The limitations are: 1. The number can be up to 17 digits. 2. The root's order can be from 2 to 10. 3. The precision of the result should be around 10 decimal points.
Is this do-able?
I've read a lot of answers on similar questions on nth root algorithm, Newton's method, other iterative methods, but most of them use either pow, abs, sqrt or other pre-defined functions.

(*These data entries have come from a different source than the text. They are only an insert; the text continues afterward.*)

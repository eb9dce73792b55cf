//! RGBA8 textures.

use hearth_core::{ByteReader, ByteWriter};

use crate::envelope::{AssetKind, TypedAsset};
use crate::error::{AssetError, AssetResult};

/// Sampling filter.
#[repr(u8)]
#[derive(Clone, Copy, Debug, Default, PartialEq, Eq)]
pub enum TextureFilter {
    /// Point sampling
    #[default]
    Nearest = 0,
    /// Bilinear sampling
    Linear = 1,
}

impl TextureFilter {
    /// Decodes a filter byte.
    #[must_use]
    pub const fn from_u8(value: u8) -> Option<Self> {
        match value {
            0 => Some(Self::Nearest),
            1 => Some(Self::Linear),
            _ => None,
        }
    }
}

/// An uncompressed RGBA8 image.
///
/// Layout: width `u32`, height `u32`, filter `u8`, pixel bytes as a counted
/// buffer of exactly `width * height * 4` bytes.
#[derive(Clone, Debug, Default, PartialEq, Eq)]
pub struct TextureAsset {
    /// Width in pixels
    pub width: u32,
    /// Height in pixels
    pub height: u32,
    /// Sampling filter
    pub filter: TextureFilter,
    /// Row-major RGBA8 pixels
    pub pixels: Vec<u8>,
}

impl TextureAsset {
    /// Byte count implied by the dimensions.
    #[must_use]
    pub fn expected_len(&self) -> u64 {
        u64::from(self.width) * u64::from(self.height) * 4
    }

    fn check_len(&self) -> Result<(), String> {
        if self.pixels.len() as u64 == self.expected_len() {
            Ok(())
        } else {
            Err(format!(
                "{}x{} texture needs {} bytes, has {}",
                self.width,
                self.height,
                self.expected_len(),
                self.pixels.len()
            ))
        }
    }
}

impl TypedAsset for TextureAsset {
    const KIND: AssetKind = AssetKind::Texture;
    const VERSION: u8 = 1;

    fn read_fields(reader: &mut ByteReader<'_>) -> AssetResult<Self> {
        let width = reader.read()?;
        let height = reader.read()?;
        let filter_byte = reader.read::<u8>()?;
        let filter = TextureFilter::from_u8(filter_byte).ok_or_else(|| {
            AssetError::InvalidBody(format!("unknown texture filter {filter_byte}"))
        })?;

        let texture = Self {
            width,
            height,
            filter,
            pixels: reader.read_sequence()?,
        };
        texture.check_len().map_err(AssetError::InvalidBody)?;
        Ok(texture)
    }

    fn write_fields(&self, writer: &mut ByteWriter) -> AssetResult<()> {
        self.check_len().map_err(AssetError::InvalidArgument)?;
        writer.write(self.width)?;
        writer.write(self.height)?;
        writer.write(self.filter as u8)?;
        writer.write_sequence(&self.pixels)?;
        Ok(())
    }
}

#[cfg(test)]
mod tests {
    use super::*;
    use crate::container::{self, ContainerConfig};
    use crate::error::ErrorKind;

    fn checker() -> TextureAsset {
        let pixels = (0..4u8)
            .flat_map(|i| if i % 2 == 0 { [255, 255, 255, 255] } else { [0, 0, 0, 255] })
            .collect();
        TextureAsset {
            width: 2,
            height: 2,
            filter: TextureFilter::Linear,
            pixels,
        }
    }

    #[test]
    fn test_roundtrip() {
        let texture = checker();
        let bytes = texture.to_container_bytes(&ContainerConfig::default()).unwrap();
        let loaded = TextureAsset::from_container_bytes(&bytes).unwrap();
        assert_eq!(loaded, texture);
    }

    #[test]
    fn test_pixel_count_mismatch() {
        let mut texture = checker();
        texture.pixels.pop();
        assert_eq!(
            texture.to_payload().unwrap_err().kind(),
            ErrorKind::InvalidArgument
        );

        // hand-built payload claiming 2x2 with 15 bytes
        let mut writer = ByteWriter::new();
        writer.write(1u8).unwrap();
        writer.write(TextureAsset::VERSION).unwrap();
        writer.write(2u32).unwrap();
        writer.write(2u32).unwrap();
        writer.write(0u8).unwrap();
        writer.write_sequence(&[0u8; 15]).unwrap();
        let bytes = container::compress(
            writer.as_slice(),
            AssetKind::Texture.tag(),
            &ContainerConfig::default(),
        )
        .unwrap();
        assert_eq!(
            TextureAsset::from_container_bytes(&bytes).unwrap_err().kind(),
            ErrorKind::InvalidBody
        );
    }
}
//! # HEARTH
//!
//! The asset pipeline, integrating all units.
//!
//! ## Architecture
//!
//! ```text
//! ┌──────────────────────────────────────────────────────────────┐
//! │                        HEARTH PIPELINE                       │
//! ├──────────────────────────────────────────────────────────────┤
//! │                                                              │
//! │  ┌────────────────┐   ┌────────────────┐   ┌──────────────┐  │
//! │  │  hearth_core   │──>│ hearth_assets  │   │ hearth_schema│  │
//! │  │                │   │                │   │              │  │
//! │  │  • Cursor      │   │  • Container   │   │  • Options   │  │
//! │  │  • Param       │   │  • Envelope    │   │  • Params    │  │
//! │  │  • Sector      │   │  • Records     │   │  • Classes   │  │
//! │  └───────┬────────┘   └───────┬────────┘   └──────┬───────┘  │
//! │          └────────────────────┼───────────────────┘          │
//! │                               v                              │
//! │                     ┌──────────────────┐                     │
//! │                     │     Pipeline     │                     │
//! │                     │  config, startup │                     │
//! │                     │  level checks    │                     │
//! │                     └──────────────────┘                     │
//! └──────────────────────────────────────────────────────────────┘
//! ```
//!
//! ## Modules
//!
//! - `config`: Pipeline configuration from TOML
//! - `pipeline`: Startup and level load/save
//! - `validate`: Level checks against the class graph

#![deny(missing_docs)]
#![deny(unsafe_code)]
#![warn(clippy::pedantic)]
#![deny(clippy::perf)]

pub mod config;
pub mod error;
pub mod pipeline;
pub mod validate;

// Re-export the units
pub use hearth_assets as assets;
pub use hearth_core as core;
pub use hearth_schema as schema;

// Re-export commonly used types
pub use config::PipelineConfig;
pub use error::{PipelineError, PipelineResult};
pub use pipeline::Pipeline;
pub use validate::LevelIssue;
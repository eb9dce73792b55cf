//! # Asset Error Types
//!
//! All errors that can occur while reading or writing asset containers.

use std::path::PathBuf;

use hearth_core::CursorError;
use thiserror::Error;

/// Errors that can occur in the asset layer.
#[derive(Error, Debug)]
pub enum AssetError {
    /// The file does not exist.
    #[error("file not found: {}", .0.display())]
    FileNotFound(PathBuf),

    /// The file exists but could not be opened, read or written.
    #[error("cannot open file {}: {source}", .path.display())]
    CantOpenFile {
        /// File that failed.
        path: PathBuf,
        /// Underlying I/O error.
        #[source]
        source: std::io::Error,
    },

    /// The container header is missing or inconsistent with the buffer.
    #[error("invalid container header: {0}")]
    InvalidHeader(String),

    /// The container body or payload is corrupt.
    #[error("invalid container body: {0}")]
    InvalidBody(String),

    /// A caller-supplied argument is out of range.
    #[error("invalid argument: {0}")]
    InvalidArgument(String),

    /// The compressor failed to finish its stream.
    #[error("compression failed: {0}")]
    CompressionError(String),

    /// The container holds a different kind of asset.
    #[error("incorrect format: {0}")]
    IncorrectFormat(String),

    /// The container kind is right but its layout version is not.
    #[error("incorrect {what} version: expected {expected}, found {found}")]
    IncorrectVersion {
        /// Which version byte failed.
        what: &'static str,
        /// Version this build reads.
        expected: u8,
        /// Version stored in the file.
        found: u8,
    },

    /// A named entry does not exist.
    #[error("not found: {0}")]
    NotFound(String),

    /// Anything else.
    #[error("unknown error: {0}")]
    Unknown(String),

    /// A payload read or write crossed a buffer boundary.
    #[error(transparent)]
    Cursor(#[from] CursorError),
}

/// Flat error taxonomy, independent of payload details.
#[derive(Clone, Copy, Debug, PartialEq, Eq, Hash)]
pub enum ErrorKind {
    /// See [`AssetError::FileNotFound`]
    FileNotFound,
    /// See [`AssetError::CantOpenFile`]
    CantOpenFile,
    /// See [`AssetError::InvalidHeader`]
    InvalidHeader,
    /// See [`AssetError::InvalidBody`]; also cursor failures inside a payload
    InvalidBody,
    /// See [`AssetError::InvalidArgument`]
    InvalidArgument,
    /// See [`AssetError::CompressionError`]
    CompressionError,
    /// See [`AssetError::IncorrectFormat`]
    IncorrectFormat,
    /// See [`AssetError::IncorrectVersion`]
    IncorrectVersion,
    /// See [`AssetError::NotFound`]
    NotFound,
    /// See [`AssetError::Unknown`]
    Unknown,
}

impl AssetError {
    /// Returns the taxonomy bucket of this error.
    #[must_use]
    pub const fn kind(&self) -> ErrorKind {
        match self {
            Self::FileNotFound(_) => ErrorKind::FileNotFound,
            Self::CantOpenFile { .. } => ErrorKind::CantOpenFile,
            Self::InvalidHeader(_) => ErrorKind::InvalidHeader,
            Self::InvalidBody(_) | Self::Cursor(_) => ErrorKind::InvalidBody,
            Self::InvalidArgument(_) => ErrorKind::InvalidArgument,
            Self::CompressionError(_) => ErrorKind::CompressionError,
            Self::IncorrectFormat(_) => ErrorKind::IncorrectFormat,
            Self::IncorrectVersion { .. } => ErrorKind::IncorrectVersion,
            Self::NotFound(_) => ErrorKind::NotFound,
            Self::Unknown(_) => ErrorKind::Unknown,
        }
    }
}

/// Result type for asset operations.
pub type AssetResult<T> = Result<T, AssetError>;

What I've got still has predefined functions and is something I came up with after being inspired from other posts:
public static double getRoot3(double number){
double guess = 2;
double possibleRoot = Math.abs((guess*guess)-number);
while(possibleRoot> 0.009 ){
possibleRoot = Math.abs((guess*guess)-number);
guess = ((number/guess)+guess)/2.0;
}
return guess;
}
public static void main(String[] args) {
double number = 12;
double result = getRoot3(number);
System.out.println("Number: " + number);
System.out.println("Square root of " + number + ": " +result);
System.out.println("Test: " + result * result );
}
This uses a hard-coded number for the test: 12 and the results are as follows:
- Number: 12.0
- Square root of 12.0: 3.4641016200294548
- Test: 12.000000033890693
So it's working, I'm getting a precision of 7 float points, but if I try to increase the preciion by adding zeroes into the while condition it breaks.
I tried to troubleshoot it and it appears that, at somepoint "possibleRoot" suddenly contains an E among the digits and the condition evaluates to false.
How can I increase the precision and how can I extend it for other roots like cubic or more? This one works only for square root right now.